Guy paced Virginia with 29 points — one shy of his career-high 30 this season against Marshall — and he shot 10-of-13 from the floor and 7-of-9 from 3-point range. In an effort that began at the end of last season, he continued to show the world that he’s more than one of the best perimeter shooters in nation.
“Kyle is a complete player. He’s smart and complete, and he’s so efficient,” Virginia coach Tony Bennett said. “He’s deceptive, and I thought he made some great passes.”
Guy said Bennett ends each season with one-on-one interviews with his players. What usually results is a list of areas that player can build on in the offseason.
“Creating my own shot or for others was on that list,” Guy said. “I always knew I could do it. It was just getting the confidence and turning it into work like I did today.”
Early in the first half, Guy passed on an open 3-pointer from the top of the arc.
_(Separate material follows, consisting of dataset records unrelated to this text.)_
use std::sync::{Arc, Mutex};

use axum::body::Body;
use axum::http::{header, Request};
use axum::response::Response;

use crate::inquiries::flash::{Flash, FLASH_COOKIE};
use crate::inquiries::repository::{InquiryRepository, RepositoryError};
use crate::inquiries::{
    inquiry_router, ContactSubmission, InMemoryInquiryRepository, Inquiry, InquiryId,
    InquiryQuery, InquiryService, NewInquiry, ReplySubmission,
};
use crate::notifications::{MailError, MailSettings, Mailer, OutgoingEmail};

pub(super) const STAFF_MAILBOX: &str = "staff@techforge.test";

pub(super) fn mail_settings() -> MailSettings {
    MailSettings {
        from_address: "Techforge <noreply@techforge.test>".to_string(),
        staff_address: Some(STAFF_MAILBOX.to_string()),
        reply_to: Some("support@techforge.test".to_string()),
        organization_name: "Techforge Technologies".to_string(),
        sender_name: "Techforge Team".to_string(),
    }
}

#[derive(Debug, Default, Clone)]
pub(super) struct RecordingMailer {
    sent: Arc<Mutex<Vec<OutgoingEmail>>>,
}

impl RecordingMailer {
    pub(super) fn sent(&self) -> Vec<OutgoingEmail> {
        self.sent.lock().expect("mailer mutex poisoned").clone()
    }

    pub(super) fn sent_to(&self, address: &str) -> Vec<OutgoingEmail> {
        self.sent()
            .into_iter()
            .filter(|email| email.to.iter().any(|to| to == address))
            .collect()
    }
}

impl Mailer for RecordingMailer {
    fn send(&self, email: &OutgoingEmail) -> Result<(), MailError> {
        self.sent
            .lock()
            .expect("mailer mutex poisoned")
            .push(email.clone());
        Ok(())
    }
}

#[derive(Debug, Default)]
pub(super) struct FailingMailer;

impl Mailer for FailingMailer {
    fn send(&self, _email: &OutgoingEmail) -> Result<(), MailError> {
        Err(MailError::Transport("Connection refused".to_string()))
    }
}

pub(super) struct UnavailableRepository;

impl InquiryRepository for UnavailableRepository {
    fn create(&self, _fields: NewInquiry) -> Result<Inquiry, RepositoryError> {
        Err(RepositoryError::Unavailable("disk offline".to_string()))
    }

    fn get(&self, _id: InquiryId) -> Result<Inquiry, RepositoryError> {
        Err(RepositoryError::Unavailable("disk offline".to_string()))
    }

    fn save(&self, _inquiry: Inquiry) -> Result<Inquiry, RepositoryError> {
        Err(RepositoryError::Unavailable("disk offline".to_string()))
    }

    fn list(&self, _query: &InquiryQuery) -> Result<Vec<Inquiry>, RepositoryError> {
        Err(RepositoryError::Unavailable("disk offline".to_string()))
    }
}

pub(super) type RecordingService = InquiryService<InMemoryInquiryRepository, RecordingMailer>;

pub(super) fn build_service() -> (
    RecordingService,
    Arc<InMemoryInquiryRepository>,
    Arc<RecordingMailer>,
) {
    let repository = Arc::new(InMemoryInquiryRepository::default());
    let mailer = Arc::new(RecordingMailer::default());
    let service = InquiryService::new(repository.clone(), mailer.clone(), mail_settings());
    (service, repository, mailer)
}

pub(super) fn build_failing_service() -> (
    InquiryService<InMemoryInquiryRepository, FailingMailer>,
    Arc<InMemoryInquiryRepository>,
) {
    let repository = Arc::new(InMemoryInquiryRepository::default());
    let service = InquiryService::new(
        repository.clone(),
        Arc::new(FailingMailer),
        mail_settings(),
    );
    (service, repository)
}

pub(super) fn submission() -> ContactSubmission {
    ContactSubmission {
        name: "Ada Lovelace".to_string(),
        email: "ada@example.com".to_string(),
        phone: Some("+1 555-123-4567".to_string()),
        company: Some("Analytical Engines Ltd".to_string()),
        subject: "Pricing".to_string(),
        message: "How much for a custom integration?\nWe need it by spring.".to_string(),
    }
}

pub(super) fn submission_from(name: &str, email: &str, subject: &str) -> ContactSubmission {
    ContactSubmission {
        name: name.to_string(),
        email: email.to_string(),
        phone: None,
        company: None,
        subject: subject.to_string(),
        message: format!("{name} would like to talk about {subject}."),
    }
}

pub(super) fn reply(subject: &str, message: &str, send: bool) -> ReplySubmission {
    ReplySubmission {
        reply_subject: subject.to_string(),
        reply_message: message.to_string(),
        admin_notes: None,
        send_email: send.then(|| "on".to_string()),
        sender_name: None,
    }
}

pub(super) fn router_with<R, M>(service: InquiryService<R, M>) -> axum::Router
where
    R: InquiryRepository + 'static,
    M: Mailer + 'static,
{
    inquiry_router(Arc::new(service))
}

pub(super) fn form_post(uri: &str, body: &str) -> Request<Body> {
    Request::post(uri)
        .header(header::CONTENT_TYPE, "application/x-www-form-urlencoded")
        .body(Body::from(body.to_string()))
        .expect("valid request")
}

pub(super) fn get(uri: &str) -> Request<Body> {
    Request::get(uri).body(Body::empty()).expect("valid request")
}

pub(super) async fn read_body(response: Response) -> String {
    let body = axum::body::to_bytes(response.into_body(), 256 * 1024)
        .await
        .expect("read body");
    String::from_utf8(body.to_vec()).expect("utf-8 body")
}

pub(super) fn location(response: &Response) -> Option<&str> {
    response
        .headers()
        .get(header::LOCATION)
        .and_then(|value| value.to_str().ok())
}

/// The flash message a response queues for the next page, if any.
pub(super) fn queued_flash(response: &Response) -> Option<Flash> {
    response
        .headers()
        .get_all(header::SET_COOKIE)
        .iter()
        .filter_map(|value| value.to_str().ok())
        .filter_map(|cookie| cookie.strip_prefix(FLASH_COOKIE)?.strip_prefix('='))
        .filter_map(|rest| rest.split(';').next())
        .find_map(Flash::decode)
}

pub(super) fn flash_cookie_header(flash: &Flash) -> String {
    format!("{FLASH_COOKIE}={}", flash.encode())
}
Instead, he read the defense, found a weakness and exploited it with a drive and finish. Moments later after a steal, he slashed to the rim again, got a layup to fall and drew a foul, which he converted into a 16-6 UVa lead.
“Teams want to run him off the line, but you can’t just do that,” Bennett said. “I think that makes him and us more efficient and effective offensively.”
In the first half on Thursday, Guy was the only one of the Cavaliers’ usual suspects producing points. He opened the game 5-for-6 from the floor and scored 11 of Virginia’s first 16 points. By halftime, he had 14.
Ty Jerome, meanwhile, opened the game 0-for-8 from the floor with just two points on 1-of-11 shooting (though he did rack up 10 assists). At halftime, De’Andre Hunter had just three points (he finished with 16), and Virginia’s bench finished Thursday’s win with just nine points compared to 24 from N.C. State’s reserves.
But Guy said slow shooting days don’t affect the Cavaliers the way they may some teams.
“Shots are going to come and go, but defense is always going to be there,” Guy said. “I didn’t feel pressure, but just knew I needed to be more aggressive since shots weren’t falling.”
After trailing the Wolfpack, 29-27, at halftime, Guy said Virginia’s second-half comeback began with a mentality. Late rallies are becoming commonplace for the Wahoos, who had to erase halftime deficits this season against North Carolina, Louisville and Syracuse, and they had to go into overtime to beat N.C. State in the regular season.
“Calm is contagious,” Guy said. “It starts with Coach Bennett and ripples all the way down to our first-years. When we have experience, we can stay calm in these situations. We never really worry. We just know what we have to take care of, and in the second half, it was bucking down on defense and getting up the shots.”
Though he strives not to be seen as a one-trick pony, the 3-pointer is what got Guy where he is today, so he’s only going to stray so far away from it.
Four of Guy’s 3-pointers on Thursday fell after halftime. None were bigger than the one that turned into a four-point play. With a little more than 14 minutes left in regulation, he knocked down a three through contact and hit the ensuing free throw to give Virginia a 41-36 lead.
Guy knocked down two early 3’s, the second of which gave the Cavaliers an 11-4 lead. His final deep ball of the game gave Virginia a 57-41 lead with just under nine minutes left in regulation.
“You know, the shots that he made were back-breakers,” N.C. State head coach Kevin Keatts said. “I thought everybody kind of fed off of him, and he just made shots.”
When the Cavaliers needed to close a seven-point gap and put North Carolina away in Chapel Hill, they looked for Guy. When the Wahoos needed a game-clinching trey in overtime in Raleigh against N.C. State, they looked to Guy.
When the game is on the line, Guy is going to be the guy with the ball in his hands, and if he continues to deal the way he did on Thursday, Virginia may ride the March Madness wave all the way to Minneapolis.